The gastrointestinal tract is the most common location for primary extranodal non-Hodgkin lymphoma (NHL) with cases less commonly found in the intestine. The majority of primary intestinal B-cell lymphomas are exophytic, whereas enteropathy-associated T-cell lymphomas present predominantly as thickened plaques, ulcers or strictures. Crohn’s disease (CD) is a chronic inflammatory disease of the intestines with fissures and ulcers, which is difficult for clinicians to diagnose based on endoscopic observations alone. Malignant lymphoma must be considered when clinically diagnosed CD is refractory to medication or when its clinical course becomes aggressive.

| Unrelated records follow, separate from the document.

//! Shared utilities for integration tests.

#![allow(dead_code)]

use axum::body::Body;
use axum::http::{header, HeaderMap, Method, Request, StatusCode};
use axum::Router;
use base64::{engine::general_purpose::STANDARD, Engine as _};
use serde_json::Value;
use tempfile::TempDir;
use tower::ServiceExt;

use todo_service::{db, HttpServer, ServiceConfig, TodoService};

pub const USER: &str = "alice";
pub const PASSWORD: &str = "s3cret";

/// A server backed by a throwaway SQLite file.
pub struct TestApp {
    pub server: HttpServer,
    pub service: TodoService,
    _dir: TempDir,
}

impl TestApp {
    pub fn router(&self) -> Router {
        self.server.router()
    }
}

pub fn test_config(dir: &TempDir) -> ServiceConfig {
    let mut config = ServiceConfig::default();
    config.listener.bind_address = "127.0.0.1:0".into();
    config.database.path = dir.path().join("todo.db");
    config.auth.user_id = Some(USER.into());
    config.auth.password = Some(PASSWORD.into());
    config
}

pub async fn spawn_app() -> TestApp {
    spawn_app_with(|_| {}).await
}

pub async fn spawn_app_with(tweak: impl FnOnce(&mut ServiceConfig)) -> TestApp {
    let dir = tempfile::tempdir().unwrap();
    let mut config = test_config(&dir);
    tweak(&mut config);

    let pool = db::connect(&config.database).await.unwrap();
    db::migrate(&pool).await.unwrap();
    let service = TodoService::new(pool);

    TestApp {
        server: HttpServer::new(config, service.clone()),
        service,
        _dir: dir,
    }
}

pub fn auth_header() -> String {
    format!("Basic {}", STANDARD.encode(format!("{USER}:{PASSWORD}")))
}

pub struct TestResponse {
    pub status: StatusCode,
    pub headers: HeaderMap,
    pub body: Value,
    pub text: String,
}

/// Send one request through the router in-process.
pub async fn send(
    router: &Router,
    method: Method,
    uri: &str,
    body: Option<Value>,
    authorized: bool,
) -> TestResponse {
    let mut builder = Request::builder()
        .method(method)
        .uri(uri)
        .header(header::USER_AGENT, "Mozilla/5.0 (X11; Linux x86_64)");
    if authorized {
        builder = builder.header(header::AUTHORIZATION, auth_header());
    }
    let body = match body {
        Some(json) => Body::from(json.to_string()),
        None => Body::empty(),
    };

    let response = router
        .clone()
        .oneshot(builder.body(body).unwrap())
        .await
        .unwrap();

    let status = response.status();
    let headers = response.headers().clone();
    let bytes = axum::body::to_bytes(response.into_body(), usize::MAX)
        .await
        .unwrap();
    let text = String::from_utf8_lossy(&bytes).into_owned();
    let body = serde_json::from_slice(&bytes).unwrap_or(Value::Null);

    TestResponse {
        status,
        headers,
        body,
        text,
    }
}

/// Send a raw (possibly malformed) body with credentials.
pub async fn send_raw(router: &Router, method: Method, uri: &str, body: &'static str) -> TestResponse {
    let request = Request::builder()
        .method(method)
        .uri(uri)
        .header(header::AUTHORIZATION, auth_header())
        .body(Body::from(body))
        .unwrap();

    let response = router.clone().oneshot(request).await.unwrap();
    let status = response.status();
    let headers = response.headers().clone();
    let bytes = axum::body::to_bytes(response.into_body(), usize::MAX)
        .await
        .unwrap();

    TestResponse {
        status,
        headers,
        body: serde_json::from_slice(&bytes).unwrap_or(Value::Null),
        text: String::from_utf8_lossy(&bytes).into_owned(),
    }
}

pub async fn row_count(service: &TodoService) -> i64 {
    sqlx::query_scalar("SELECT COUNT(*) FROM todos")
        .fetch_one(service.pool())
        .await
        .unwrap()
}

The current study presents a rare case of primary colon T-cell lymphoma in a 16-year-old male with poor prognosis, as well as a case of gastrointestinal lymphoma occurring in the duodenum and colon in a 62-year-old male with a 10-year history of NHL. It was difficult to determine the diagnosis by a single endoscopic biopsy as the majority of biopsy specimens revealed mixed inflammation within which the lymphoma cells were difficult to identify. The present study indicated that it is important to recognize ulcerative or stenotic lymphoma and to differentiate it from CD as it exhibits a much more aggressive clinical behavior. The correct diagnosis may be confirmed by careful histopathological study and ancillary examination.